─── Given entries ───

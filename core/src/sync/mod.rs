/// Synchronization orchestrator and the state it owns
pub mod engine;
pub mod handle;
pub mod state;
pub mod typing;

pub use engine::{Command, Completion, Event, Flow, PushChannel, SyncEngine};
pub use handle::SyncHandle;
pub use state::{ChatState, PaginationCursor};
pub use typing::TypingTimers;
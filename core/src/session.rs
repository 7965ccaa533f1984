/// Authenticated session: owns the push channel and the sync loop
use crate::api::{ChatApi, HttpApi};
use crate::config::ClientConfig;
use crate::error::Result;
use crate::messenger_types::{LoginRequest, RegisterRequest, User};
use crate::sync::{SyncEngine, SyncHandle};
use crate::transport::{InboundEvent, Transport, INBOUND_EVENTS};
use std::sync::Arc;
use tokio::task::JoinHandle;
use tracing::{info, warn};

pub struct Session {
    user: User,
    api: Arc<dyn ChatApi>,
    transport: Transport,
    sync: SyncHandle,
    task: Option<JoinHandle<()>>,
}

impl Session {
    /// `POST /auth/login`, then start syncing
    pub async fn login(config: &ClientConfig, email: &str, password: &str) -> Result<Self> {
        let api = Arc::new(HttpApi::new(config)?);
        let auth = api
            .login(&LoginRequest {
                email: email.to_string(),
                password: password.to_string(),
            })
            .await?;
        info!("Logged in as {} ({})", auth.user.username, auth.user.id);
        Self::start(config, api, auth.user).await
    }

    /// `POST /auth/register`, then start syncing
    pub async fn register(
        config: &ClientConfig,
        username: &str,
        email: &str,
        password: &str,
    ) -> Result<Self> {
        let api = Arc::new(HttpApi::new(config)?);
        let auth = api
            .register(&RegisterRequest {
                username: username.to_string(),
                email: email.to_string(),
                password: password.to_string(),
            })
            .await?;
        info!("Registered {} ({})", auth.user.username, auth.user.id);
        Self::start(config, api, auth.user).await
    }

    /// Reuse a stored token: `GET /auth/me`, then start syncing
    pub async fn resume(config: &ClientConfig, token: &str) -> Result<Self> {
        let api = Arc::new(HttpApi::new(config)?);
        api.set_token(Some(token.to_string())).await;
        let user = api.current_user().await?;
        info!("Resumed session for {} ({})", user.username, user.id);
        Self::start(config, api, user).await
    }

    /// Wire transport and sync loop for an authenticated user.
    ///
    /// A push channel that cannot connect is logged and tolerated; the
    /// session still works over request/response only.
    pub async fn start(config: &ClientConfig, api: Arc<dyn ChatApi>, user: User) -> Result<Self> {
        let transport = Transport::new(config.socket_url(), config.connect_timeout);
        let (engine, rx) =
            SyncEngine::new(user.clone(), api.clone(), Arc::new(transport.clone()), config);
        let (sync, task) = engine.spawn(rx);

        for name in INBOUND_EVENTS {
            let sync = sync.clone();
            transport.subscribe(name, move |data| match InboundEvent::parse(name, data) {
                Ok(Some(event)) => {
                    let _ = sync.push(event);
                }
                Ok(None) => {}
                Err(e) => warn!("Malformed {} payload: {}", name, e),
            });
        }

        if let Err(e) = transport.connect(&user.id).await {
            warn!("Continuing without live updates: {}", e);
        }
        sync.refresh_conversations()?;

        Ok(Self {
            user,
            api,
            transport,
            sync,
            task: Some(task),
        })
    }

    pub fn user(&self) -> &User {
        &self.user
    }

    pub fn sync(&self) -> &SyncHandle {
        &self.sync
    }

    pub fn transport(&self) -> &Transport {
        &self.transport
    }

    /// `GET /auth/users`
    pub async fn users(&self) -> Result<Vec<User>> {
        self.api.users().await
    }

    /// Best-effort `POST /auth/logout`, then local teardown
    pub async fn logout(mut self) -> Result<()> {
        if let Err(e) = self.api.logout().await {
            warn!("Server logout failed, tearing down locally: {}", e);
        }
        self.teardown().await;
        info!("Logged out {}", self.user.id);
        Ok(())
    }

    /// Resolves once the sync loop has stopped (logout or expired token)
    pub async fn closed(&mut self) {
        if let Some(task) = self.task.take() {
            let _ = task.await;
        }
        self.release_transport();
    }

    async fn teardown(&mut self) {
        let _ = self.sync.shutdown();
        self.closed().await;
    }

    fn release_transport(&self) {
        self.transport.unsubscribe_all();
        self.transport.disconnect();
    }
}

impl Drop for Session {
    fn drop(&mut self) {
        if self.task.is_some() {
            let _ = self.sync.shutdown();
            self.release_transport();
        }
    }
}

───

Your task: Check all the records above and select each line where the string "RegisterRequest" is found.

Solution for this exercise:
use crate::messenger_types::{LoginRequest, RegisterRequest, User};
            .register(&RegisterRequest {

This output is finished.